Isaías sitúa también el origen de todos los males en la corrupción en que están los hombres por haber abandonado a Dios. La justicia de Dios responderá, entonces, a la justicia burlada en la ciudad y en el mundo. esta justicia divina se expresa, en un primer momento, con lo que el texto denomina “su cólera” (5, 25). Ésta se manifiesta en los castigos constituidos por tantos juicios que son pronunciados sobre la maldad del hombre. Así se interpretan las desgracias que se ciernen sobre el pueblo, bajo la forma de invasiones o bajo la forma de exilios. Sin embargo, el libro de Isaías conlleva también una constatación, que aparece formulada en los primeros versículos (1, 5-6), según la cual los castigos destruyen el cuerpo pero no afectan al corazón. Dios busca, a través de los castigos, conseguir la curación del corazón del hombre. Por eso el castigo de Dios no es destructor, sino purificador. Cuando se eliminen, por medio de una poda importante, todas las ramas muertas de Israel, éste será salvado. Los oráculos mesiánicos, que confirman que la dinastía de David subsistirá, a pesar de las turbulencias, pasan, a este respecto, por una evocación del “tronco que será semilla santa”. Jesucristo será el final de esta historia. El Señor vendrá descrito y anunciado a través de la figura de un misterioso siervo-mediador, “flecha aguda” en las manos de Dios (49,2), protegido por Él (42,6) y que es depositario del espíritu que traerá la salvación al pueblo (42,1), que librará de toda ceguera y de todas las tinieblas. este siervo una la elección con la desfiguración y el sufrimiento y éstos, con toda certeza, con la resurrección, tal y como aparece en el oráculo presentado en 52,13-53,12. Cuando esto se produzca, las mismas naciones que han sido las devastadoras de Israel, el instrumento utilizado por Dios para purificar y convertir al pueblo, se unirán a Israel en una fe común (45, 14; 56, 1-8; 66, 18-21).

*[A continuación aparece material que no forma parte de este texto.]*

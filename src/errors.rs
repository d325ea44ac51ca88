use crate::models::{TaskName, UnknownTask};
use axum::http::StatusCode;

#[derive(Debug)]
pub struct AppError {
    pub status: StatusCode,
    pub message: String,
}

impl AppError {
    pub fn bad_request(message: impl Into<String>) -> Self {
        Self {
            status: StatusCode::BAD_REQUEST,
            message: message.into(),
        }
    }

    /// Rejects a date that is not a `YYYY-MM-DD` calendar date.
    pub fn invalid_date(value: &str) -> Self {
        Self::bad_request(format!("invalid date '{value}', expected YYYY-MM-DD"))
    }

    pub fn internal(err: impl std::error::Error) -> Self {
        Self {
            status: StatusCode::INTERNAL_SERVER_ERROR,
            message: err.to_string(),
        }
    }
}

impl From<std::io::Error> for AppError {
    fn from(err: std::io::Error) -> Self {
        Self::internal(err)
    }
}

/// Task names come from the client, so an unknown one is a bad request.
impl From<UnknownTask> for AppError {
    fn from(err: UnknownTask) -> Self {
        Self::bad_request(format!(
            "{err}, expected one of: {}",
            TaskName::ALL.map(TaskName::label).join(", ")
        ))
    }
}

impl axum::response::IntoResponse for AppError {
    fn into_response(self) -> axum::response::Response {
        (self.status, self.message).into_response()
    }
}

            En cuanto al contexto histórico, del que ya se ha hablado, la primera parte del libro nos remite a la historia del reino de Judá en el siglo VIII, bajo los reinados de Ozías, Jotán, Ajaz y Ezequías. Este periodo está dominado por la expansión del imperio asirio, tremendamente agresivo, a partir de la ascensión al trono de Teglatfelasar III en el 745. Siria e Israel (no Judá) se alían contra Asiria confiando en el apoyo de Egipto. Judá permanece neutral, lo que es considerado como una traición y provoca un ataque de los aliados contra Jerusalén, ataque que fracasa. Asiria ataca a sirios e israelitas y los destruye. La capital de Israel, Samaría, es arrasada en 721. Jerusalén, en cambio, se salva debido a que había optado por la neutralidad. Isaías, perteneciente a la aristocracia de Jerusalén, habría sido consejeros de los reyes de la época y les habría animado a mantenerse neutrales a pesar de los ataques de los sirios y de los israelitas. Este consejo fue, efectivamente, providencial y salvó Jerusalén de la catástrofe posterior. Más tarde interviene de nuevo para criticar al rey Ezequías, que estaba buscando la alianza con Egipto en lugar de mantenerse neutral. Esta alianza provoca la campaña de Senaquerib en el año 701 que arrasa Judá y sólo respeta Jerusalén. Pero Isaías hace algo más que procurar la neutralidad política: enseña a sus contemporáneos que es la infidelidad a Dios y el pecado del pueblo lo que atrae sobre él la desgracia. De aquí se sigue una primera reforma espiritual llevada a cabo durante el reinado de Ezequías. El segundo bloque se refiere al exilio en Babilonia (siglo VI) y anuncia el final del mismo debido a la destrucción de Babilonia por Ciro. El tercer bloque se refiere al siglo V y recoge las enseñanzas de la vuelta del exilio, que provoca una gran desilusión.